Exercise requirements ▸ Using the material that follows, say how many lines contain the string "username". Answer with a number only.

_ _ _ _ _ _ _

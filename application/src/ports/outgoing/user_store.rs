use std::sync::Arc;

use uuid::Uuid;

use crate::error::AppResult;
use domain::auth::UserPublic;

#[async_trait::async_trait]
pub trait CredentialStorePort: Send + Sync {
    async fn create_user_with_password(
        &self,
        email: &str,
        username: &str,
        password_hash: &str,
    ) -> AppResult<UserPublic>;

    /// Returns `(id, email, username, password_hash)` for a user, if any.
    async fn find_user_by_email(
        &self,
        email: &str,
    ) -> AppResult<Option<(Uuid, String, String, Option<String>)>>;

    async fn find_user_by_username(&self, username: &str) -> AppResult<Option<UserPublic>>;

    async fn find_user_by_id(&self, id: Uuid) -> AppResult<Option<UserPublic>>;

    async fn find_password_hash_by_user_id(&self, id: Uuid) -> AppResult<Option<String>>;

    async fn update_password_hash(&self, id: Uuid, password_hash: &str) -> AppResult<()>;

    /// Returns `(id, stored_value)` for every credential with no embedded salt.
    async fn list_legacy_credentials(&self) -> AppResult<Vec<(Uuid, String)>>;
}

pub type DynCredentialStorePort = Arc<dyn CredentialStorePort>;
//! Wire format of stored credentials: `"<hex derived-key>.<hex salt>"`.

use crate::error::{DomainError, DomainResult};

pub const SEPARATOR: char = '.';
pub const SALT_LEN: usize = 16;
pub const DERIVED_KEY_LEN: usize = 64;

/// A salted stored secret, split into its hex-encoded halves.
///
/// Both halves are guaranteed non-empty; hex validity is not checked here.
/// A structurally salted value with bad hex must fail key decoding (and so
/// mismatch) rather than degrade to a plaintext comparison.
#[derive(Debug, Clone, Copy, PartialEq, Eq)]
pub struct SaltedSecret<'a> {
    key_hex: &'a str,
    salt_hex: &'a str,
}

impl<'a> SaltedSecret<'a> {
    pub fn key_hex(&self) -> &'a str {
        self.key_hex
    }

    pub fn salt_hex(&self) -> &'a str {
        self.salt_hex
    }

    /// Decode the stored derived key into raw bytes.
    pub fn key_bytes(&self) -> DomainResult<Vec<u8>> {
        hex::decode(self.key_hex)
            .map_err(|e| DomainError::InvalidSecretFormat(format!("derived key is not hex: {e}")))
    }
}

/// Classification of a raw credential column value.
#[derive(Debug, Clone, Copy, PartialEq, Eq)]
pub enum StoredSecret<'a> {
    Salted(SaltedSecret<'a>),
    /// Pre-salting record holding the plaintext itself. Compared by direct
    /// string equality; never written for new credentials.
    Legacy(&'a str),
}

impl<'a> StoredSecret<'a> {
    /// Classify a raw stored value. Salted iff splitting on the separator
    /// yields exactly two non-empty parts; everything else is legacy.
    pub fn parse(raw: &'a str) -> Self {
        let mut parts = raw.split(SEPARATOR);
        match (parts.next(), parts.next(), parts.next()) {
            (Some(key_hex), Some(salt_hex), None)
                if !key_hex.is_empty() && !salt_hex.is_empty() =>
            {
                Self::Salted(SaltedSecret { key_hex, salt_hex })
            }
            _ => Self::Legacy(raw),
        }
    }

    pub fn is_legacy(&self) -> bool {
        matches!(self, Self::Legacy(_))
    }
}

/// Render the canonical stored form for a freshly derived key and salt.
pub fn encode_secret(key: &[u8], salt: &[u8]) -> String {
    format!("{}{}{}", hex::encode(key), SEPARATOR, hex::encode(salt))
}

#[cfg(test)]
#[allow(clippy::unwrap_used, clippy::panic)]
mod tests {
    use super::{DERIVED_KEY_LEN, SALT_LEN, SEPARATOR, StoredSecret, encode_secret};

    #[test]
    fn well_formed_value_parses_as_salted() {
        let parsed = StoredSecret::parse("deadbeef.c0ffee");
        match parsed {
            StoredSecret::Salted(parts) => {
                assert_eq!(parts.key_hex(), "deadbeef");
                assert_eq!(parts.salt_hex(), "c0ffee");
            }
            StoredSecret::Legacy(_) => panic!("expected salted"),
        }
    }

    #[test]
    fn values_without_structure_are_legacy() {
        for raw in ["secret123", "", "a.b.c", "..", ".salt", "key.", "."] {
            assert!(StoredSecret::parse(raw).is_legacy(), "raw = {raw:?}");
        }
    }

    #[test]
    fn bad_hex_stays_salted_and_fails_decoding() {
        let parsed = StoredSecret::parse("not-hex.c0ffee");
        let StoredSecret::Salted(parts) = parsed else {
            panic!("structurally salted value must not demote to legacy");
        };
        assert!(parts.key_bytes().is_err());
    }

    #[test]
    fn encode_produces_expected_shape() {
        let key = vec![0xabu8; DERIVED_KEY_LEN];
        let salt = vec![0x01u8; SALT_LEN];
        let encoded = encode_secret(&key, &salt);

        assert_eq!(encoded.chars().filter(|c| *c == SEPARATOR).count(), 1);
        let (key_hex, salt_hex) = encoded.split_once(SEPARATOR).unwrap();
        assert_eq!(key_hex.len(), DERIVED_KEY_LEN * 2);
        assert_eq!(salt_hex.len(), SALT_LEN * 2);
        assert!(encoded.chars().all(|c| c.is_ascii_hexdigit() || c == SEPARATOR));
    }

    #[test]
    fn encode_round_trips_through_parse() {
        let encoded = encode_secret(&[0xde, 0xad], &[0xbe, 0xef]);
        let StoredSecret::Salted(parts) = StoredSecret::parse(&encoded) else {
            panic!("expected salted");
        };
        assert_eq!(parts.key_bytes().unwrap(), vec![0xde, 0xad]);
        assert_eq!(parts.salt_hex(), "beef");
    }
}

_ _ _ _ _ _ _

Output ▸ 3